* Work request *
Set down the records that follow in full and without changes.

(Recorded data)
####################

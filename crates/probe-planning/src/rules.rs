//! Ordered (predicate, transform) rule tables

/// One classification rule
pub struct Rule<T> {
    pub name: &'static str,
    pub predicate: fn(&str) -> bool,
    pub transform: fn(&str) -> T,
}

impl<T> Rule<T> {
    pub const fn new(name: &'static str, predicate: fn(&str) -> bool, transform: fn(&str) -> T) -> Self {
        Self {
            name,
            predicate,
            transform,
        }
    }
}

/// Rules evaluated in order; the first whose predicate holds wins
pub struct RuleTable<T> {
    rules: Vec<Rule<T>>,
}

impl<T> RuleTable<T> {
    pub fn new(rules: Vec<Rule<T>>) -> Self {
        Self { rules }
    }

    /// Apply the first matching rule, returning its name and output
    pub fn apply(&self, input: &str) -> Option<(&'static str, T)> {
        self.rules
            .iter()
            .find(|rule| (rule.predicate)(input))
            .map(|rule| (rule.name, (rule.transform)(input)))
    }

    /// Names of every rule that would match, in precedence order
    pub fn matching(&self, input: &str) -> Vec<&'static str> {
        self.rules
            .iter()
            .filter(|rule| (rule.predicate)(input))
            .map(|rule| rule.name)
            .collect()
    }

    pub fn names(&self) -> Vec<&'static str> {
        self.rules.iter().map(|r| r.name).collect()
    }
}

#[cfg(test)]
mod tests {
    use super::*;

    fn table() -> RuleTable<usize> {
        RuleTable::new(vec![
            Rule::new("short", |s| s.len() < 4, |s| s.len()),
            Rule::new("has_x", |s| s.contains('x'), |_| 100),
        ])
    }

    #[test]
    fn test_first_match_wins() {
        assert_eq!(table().apply("xy"), Some(("short", 2)));
        assert_eq!(table().apply("xxxxx"), Some(("has_x", 100)));
        assert_eq!(table().apply("longer"), None);
    }

    #[test]
    fn test_matching_lists_precedence() {
        assert_eq!(table().matching("ax"), vec!["short", "has_x"]);
        assert_eq!(table().names(), vec!["short", "has_x"]);
    }
}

####################

* Output *
filename crates/probe-planning/src/rules.rs
//! Ordered (predicate, transform) rule tables

/// One classification rule
pub struct Rule<T> {
    pub name: &'static str,
    pub predicate: fn(&str) -> bool,
    pub transform: fn(&str) -> T,
}

impl<T> Rule<T> {
    pub const fn new(name: &'static str, predicate: fn(&str) -> bool, transform: fn(&str) -> T) -> Self {
        Self {
            name,
            predicate,
            transform,
        }
    }
}

/// Rules evaluated in order; the first whose predicate holds wins
pub struct RuleTable<T> {
    rules: Vec<Rule<T>>,
}

impl<T> RuleTable<T> {
    pub fn new(rules: Vec<Rule<T>>) -> Self {
        Self { rules }
    }

    /// Apply the first matching rule, returning its name and output
    pub fn apply(&self, input: &str) -> Option<(&'static str, T)> {
        self.rules
            .iter()
            .find(|rule| (rule.predicate)(input))
            .map(|rule| (rule.name, (rule.transform)(input)))
    }

    /// Names of every rule that would match, in precedence order
    pub fn matching(&self, input: &str) -> Vec<&'static str> {
        self.rules
            .iter()
            .filter(|rule| (rule.predicate)(input))
            .map(|rule| rule.name)
            .collect()
    }

    pub fn names(&self) -> Vec<&'static str> {
        self.rules.iter().map(|r| r.name).collect()
    }
}

#[cfg(test)]
mod tests {
    use super::*;

    fn table() -> RuleTable<usize> {
        RuleTable::new(vec![
            Rule::new("short", |s| s.len() < 4, |s| s.len()),
            Rule::new("has_x", |s| s.contains('x'), |_| 100),
        ])
    }

    #[test]
    fn test_first_match_wins() {
        assert_eq!(table().apply("xy"), Some(("short", 2)));
        assert_eq!(table().apply("xxxxx"), Some(("has_x", 100)));
        assert_eq!(table().apply("longer"), None);
    }

    #[test]
    fn test_matching_lists_precedence() {
        assert_eq!(table().matching("ax"), vec!["short", "has_x"]);
        assert_eq!(table().names(), vec!["short", "has_x"]);
    }
}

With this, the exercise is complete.